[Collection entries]
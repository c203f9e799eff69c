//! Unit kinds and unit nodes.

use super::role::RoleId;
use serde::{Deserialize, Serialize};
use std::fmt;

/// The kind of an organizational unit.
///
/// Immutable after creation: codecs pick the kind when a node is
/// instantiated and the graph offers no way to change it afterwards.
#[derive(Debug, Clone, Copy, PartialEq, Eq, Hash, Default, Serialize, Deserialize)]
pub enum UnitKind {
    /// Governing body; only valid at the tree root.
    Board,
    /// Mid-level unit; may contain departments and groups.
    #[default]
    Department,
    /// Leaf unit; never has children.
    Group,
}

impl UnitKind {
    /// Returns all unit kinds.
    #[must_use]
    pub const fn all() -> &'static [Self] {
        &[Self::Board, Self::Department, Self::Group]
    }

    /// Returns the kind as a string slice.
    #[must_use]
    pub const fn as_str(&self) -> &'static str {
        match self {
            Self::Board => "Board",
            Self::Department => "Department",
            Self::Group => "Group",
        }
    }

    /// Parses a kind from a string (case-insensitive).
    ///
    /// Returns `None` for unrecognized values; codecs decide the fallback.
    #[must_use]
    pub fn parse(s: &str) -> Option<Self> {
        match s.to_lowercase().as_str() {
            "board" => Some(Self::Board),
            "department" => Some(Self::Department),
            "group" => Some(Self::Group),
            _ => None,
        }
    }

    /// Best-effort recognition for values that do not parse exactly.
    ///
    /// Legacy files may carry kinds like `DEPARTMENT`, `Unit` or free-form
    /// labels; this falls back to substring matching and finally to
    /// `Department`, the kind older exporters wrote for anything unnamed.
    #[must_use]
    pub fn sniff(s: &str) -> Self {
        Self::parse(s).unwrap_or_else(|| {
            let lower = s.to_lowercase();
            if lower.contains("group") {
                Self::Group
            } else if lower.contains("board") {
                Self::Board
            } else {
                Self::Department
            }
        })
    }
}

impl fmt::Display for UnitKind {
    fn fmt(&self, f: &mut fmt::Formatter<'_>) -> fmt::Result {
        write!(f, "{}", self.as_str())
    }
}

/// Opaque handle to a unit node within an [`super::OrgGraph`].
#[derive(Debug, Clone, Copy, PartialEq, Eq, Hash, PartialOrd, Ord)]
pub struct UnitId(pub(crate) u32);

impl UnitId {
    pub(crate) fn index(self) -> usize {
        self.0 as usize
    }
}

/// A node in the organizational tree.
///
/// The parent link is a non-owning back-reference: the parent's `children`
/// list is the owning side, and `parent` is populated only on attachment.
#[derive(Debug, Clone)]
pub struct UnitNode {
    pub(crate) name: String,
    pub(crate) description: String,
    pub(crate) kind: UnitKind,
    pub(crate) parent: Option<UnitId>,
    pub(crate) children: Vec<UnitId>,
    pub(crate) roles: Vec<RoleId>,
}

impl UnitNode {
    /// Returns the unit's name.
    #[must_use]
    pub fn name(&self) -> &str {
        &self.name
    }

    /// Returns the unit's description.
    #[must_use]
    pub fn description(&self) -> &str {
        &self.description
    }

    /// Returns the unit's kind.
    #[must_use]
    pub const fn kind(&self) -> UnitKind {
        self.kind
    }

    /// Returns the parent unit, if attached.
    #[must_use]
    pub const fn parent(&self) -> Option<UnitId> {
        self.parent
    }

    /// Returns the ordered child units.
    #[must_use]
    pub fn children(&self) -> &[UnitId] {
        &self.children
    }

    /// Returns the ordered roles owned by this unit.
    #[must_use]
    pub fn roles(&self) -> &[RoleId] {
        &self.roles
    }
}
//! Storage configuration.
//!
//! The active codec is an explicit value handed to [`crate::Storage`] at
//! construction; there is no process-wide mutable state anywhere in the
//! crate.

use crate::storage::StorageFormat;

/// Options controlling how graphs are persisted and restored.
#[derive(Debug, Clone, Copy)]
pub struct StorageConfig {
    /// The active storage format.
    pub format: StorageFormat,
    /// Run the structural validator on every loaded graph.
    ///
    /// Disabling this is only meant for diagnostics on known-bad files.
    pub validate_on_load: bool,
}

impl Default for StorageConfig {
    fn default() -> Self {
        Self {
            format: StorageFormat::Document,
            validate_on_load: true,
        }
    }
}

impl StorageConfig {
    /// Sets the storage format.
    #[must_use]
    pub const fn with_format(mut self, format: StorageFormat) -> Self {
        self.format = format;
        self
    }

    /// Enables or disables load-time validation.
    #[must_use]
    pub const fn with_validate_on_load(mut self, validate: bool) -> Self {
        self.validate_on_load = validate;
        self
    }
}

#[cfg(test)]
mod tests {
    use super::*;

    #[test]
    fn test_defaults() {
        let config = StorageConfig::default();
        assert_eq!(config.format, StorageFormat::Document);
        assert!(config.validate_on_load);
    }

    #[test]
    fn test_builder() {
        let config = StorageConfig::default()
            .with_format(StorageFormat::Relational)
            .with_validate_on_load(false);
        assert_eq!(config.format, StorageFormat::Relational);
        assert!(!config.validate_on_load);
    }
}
---
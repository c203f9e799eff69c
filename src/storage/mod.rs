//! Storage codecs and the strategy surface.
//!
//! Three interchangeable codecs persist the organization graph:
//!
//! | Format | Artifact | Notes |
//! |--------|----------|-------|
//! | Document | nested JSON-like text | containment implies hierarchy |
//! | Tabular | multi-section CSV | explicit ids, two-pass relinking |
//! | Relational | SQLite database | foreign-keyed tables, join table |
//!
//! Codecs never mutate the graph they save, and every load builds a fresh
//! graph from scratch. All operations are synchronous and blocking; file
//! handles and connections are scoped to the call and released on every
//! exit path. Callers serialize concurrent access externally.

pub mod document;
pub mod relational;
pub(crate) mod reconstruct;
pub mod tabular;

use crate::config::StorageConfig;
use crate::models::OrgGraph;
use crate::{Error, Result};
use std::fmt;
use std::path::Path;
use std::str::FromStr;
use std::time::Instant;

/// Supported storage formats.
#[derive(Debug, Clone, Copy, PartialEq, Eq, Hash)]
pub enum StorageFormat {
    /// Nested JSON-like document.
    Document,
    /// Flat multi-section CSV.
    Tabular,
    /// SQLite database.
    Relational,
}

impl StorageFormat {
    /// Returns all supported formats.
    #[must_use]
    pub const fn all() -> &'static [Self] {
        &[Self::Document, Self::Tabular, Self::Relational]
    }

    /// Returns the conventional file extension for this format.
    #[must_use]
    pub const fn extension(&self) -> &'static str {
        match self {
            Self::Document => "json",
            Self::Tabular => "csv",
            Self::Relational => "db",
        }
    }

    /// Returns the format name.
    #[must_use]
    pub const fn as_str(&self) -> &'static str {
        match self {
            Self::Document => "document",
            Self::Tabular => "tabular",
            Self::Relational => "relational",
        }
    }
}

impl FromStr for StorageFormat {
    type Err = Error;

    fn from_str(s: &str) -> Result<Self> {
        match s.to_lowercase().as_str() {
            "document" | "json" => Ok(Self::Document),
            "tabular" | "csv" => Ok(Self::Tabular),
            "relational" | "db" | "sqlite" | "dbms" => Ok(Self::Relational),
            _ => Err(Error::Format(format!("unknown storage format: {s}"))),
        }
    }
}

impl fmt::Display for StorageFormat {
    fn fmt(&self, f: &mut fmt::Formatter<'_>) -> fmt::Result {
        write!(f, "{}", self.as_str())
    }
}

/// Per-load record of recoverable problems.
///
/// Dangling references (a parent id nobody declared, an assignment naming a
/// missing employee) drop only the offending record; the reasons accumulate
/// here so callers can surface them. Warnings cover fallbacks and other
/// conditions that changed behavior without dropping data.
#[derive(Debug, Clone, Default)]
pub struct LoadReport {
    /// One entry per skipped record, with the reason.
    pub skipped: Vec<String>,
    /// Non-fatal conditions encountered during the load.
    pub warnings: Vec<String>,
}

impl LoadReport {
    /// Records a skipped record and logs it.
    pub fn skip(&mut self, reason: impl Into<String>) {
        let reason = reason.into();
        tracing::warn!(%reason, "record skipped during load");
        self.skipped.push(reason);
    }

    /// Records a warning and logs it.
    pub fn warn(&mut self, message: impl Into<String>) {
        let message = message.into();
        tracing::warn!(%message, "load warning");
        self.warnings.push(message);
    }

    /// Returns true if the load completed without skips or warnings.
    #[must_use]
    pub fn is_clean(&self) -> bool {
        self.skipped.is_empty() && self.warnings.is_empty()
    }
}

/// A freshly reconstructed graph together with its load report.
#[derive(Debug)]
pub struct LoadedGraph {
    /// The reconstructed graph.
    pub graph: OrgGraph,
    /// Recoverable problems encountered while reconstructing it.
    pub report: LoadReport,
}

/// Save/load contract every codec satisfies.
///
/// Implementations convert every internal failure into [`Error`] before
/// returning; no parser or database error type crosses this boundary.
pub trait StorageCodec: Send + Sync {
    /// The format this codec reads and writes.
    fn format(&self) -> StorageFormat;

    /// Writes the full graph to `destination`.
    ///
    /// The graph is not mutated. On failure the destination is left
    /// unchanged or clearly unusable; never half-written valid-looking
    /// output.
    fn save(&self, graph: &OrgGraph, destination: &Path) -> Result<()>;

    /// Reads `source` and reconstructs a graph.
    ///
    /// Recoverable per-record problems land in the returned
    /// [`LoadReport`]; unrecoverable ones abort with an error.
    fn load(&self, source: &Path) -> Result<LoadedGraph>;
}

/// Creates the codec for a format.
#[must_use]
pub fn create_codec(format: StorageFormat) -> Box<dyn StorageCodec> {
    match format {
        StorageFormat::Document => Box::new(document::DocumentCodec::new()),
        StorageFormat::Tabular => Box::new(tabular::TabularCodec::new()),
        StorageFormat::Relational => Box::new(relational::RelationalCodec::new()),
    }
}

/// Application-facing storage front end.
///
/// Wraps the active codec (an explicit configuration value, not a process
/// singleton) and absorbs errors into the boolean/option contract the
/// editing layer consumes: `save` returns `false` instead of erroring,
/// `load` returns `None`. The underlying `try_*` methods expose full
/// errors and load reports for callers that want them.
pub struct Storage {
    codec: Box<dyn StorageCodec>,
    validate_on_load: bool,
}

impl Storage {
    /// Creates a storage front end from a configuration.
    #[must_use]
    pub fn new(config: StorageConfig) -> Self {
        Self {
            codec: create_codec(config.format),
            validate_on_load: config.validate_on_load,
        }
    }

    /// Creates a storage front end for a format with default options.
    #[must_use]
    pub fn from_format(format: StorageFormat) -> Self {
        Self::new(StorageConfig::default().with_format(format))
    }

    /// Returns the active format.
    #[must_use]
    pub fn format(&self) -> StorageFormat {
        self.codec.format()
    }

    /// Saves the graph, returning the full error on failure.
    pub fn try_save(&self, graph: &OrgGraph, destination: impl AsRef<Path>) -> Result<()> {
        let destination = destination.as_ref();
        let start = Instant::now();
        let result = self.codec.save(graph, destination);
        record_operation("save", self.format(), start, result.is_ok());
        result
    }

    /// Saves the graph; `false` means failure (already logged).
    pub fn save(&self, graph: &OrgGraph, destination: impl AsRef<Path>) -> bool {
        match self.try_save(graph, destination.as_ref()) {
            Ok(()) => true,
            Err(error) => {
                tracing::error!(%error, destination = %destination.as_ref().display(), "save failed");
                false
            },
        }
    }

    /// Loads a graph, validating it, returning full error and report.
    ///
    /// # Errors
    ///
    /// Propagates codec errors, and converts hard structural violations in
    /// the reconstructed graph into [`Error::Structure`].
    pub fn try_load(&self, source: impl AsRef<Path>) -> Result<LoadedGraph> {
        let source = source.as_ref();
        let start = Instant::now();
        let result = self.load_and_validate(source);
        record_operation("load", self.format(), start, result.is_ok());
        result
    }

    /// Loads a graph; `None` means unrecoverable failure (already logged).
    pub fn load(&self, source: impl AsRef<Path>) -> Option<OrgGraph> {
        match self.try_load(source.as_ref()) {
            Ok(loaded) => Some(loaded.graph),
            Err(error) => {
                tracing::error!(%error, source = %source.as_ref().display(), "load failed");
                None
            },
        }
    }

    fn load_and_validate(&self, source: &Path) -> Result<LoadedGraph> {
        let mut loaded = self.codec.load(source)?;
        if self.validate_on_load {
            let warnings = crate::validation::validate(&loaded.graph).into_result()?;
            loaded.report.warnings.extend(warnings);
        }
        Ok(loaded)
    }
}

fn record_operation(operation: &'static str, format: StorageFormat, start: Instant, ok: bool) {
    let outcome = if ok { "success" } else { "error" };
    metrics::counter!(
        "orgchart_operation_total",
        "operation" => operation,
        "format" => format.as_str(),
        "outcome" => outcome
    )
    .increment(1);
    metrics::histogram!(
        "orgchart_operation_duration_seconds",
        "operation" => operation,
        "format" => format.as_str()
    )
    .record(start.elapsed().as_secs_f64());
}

▸ DESCRIPTION OF THE TASK: Your task is to say how many lines in the entries above contain the word "configuration". Please write only the number.

▸ SOLUTION TO THIS TASK: 3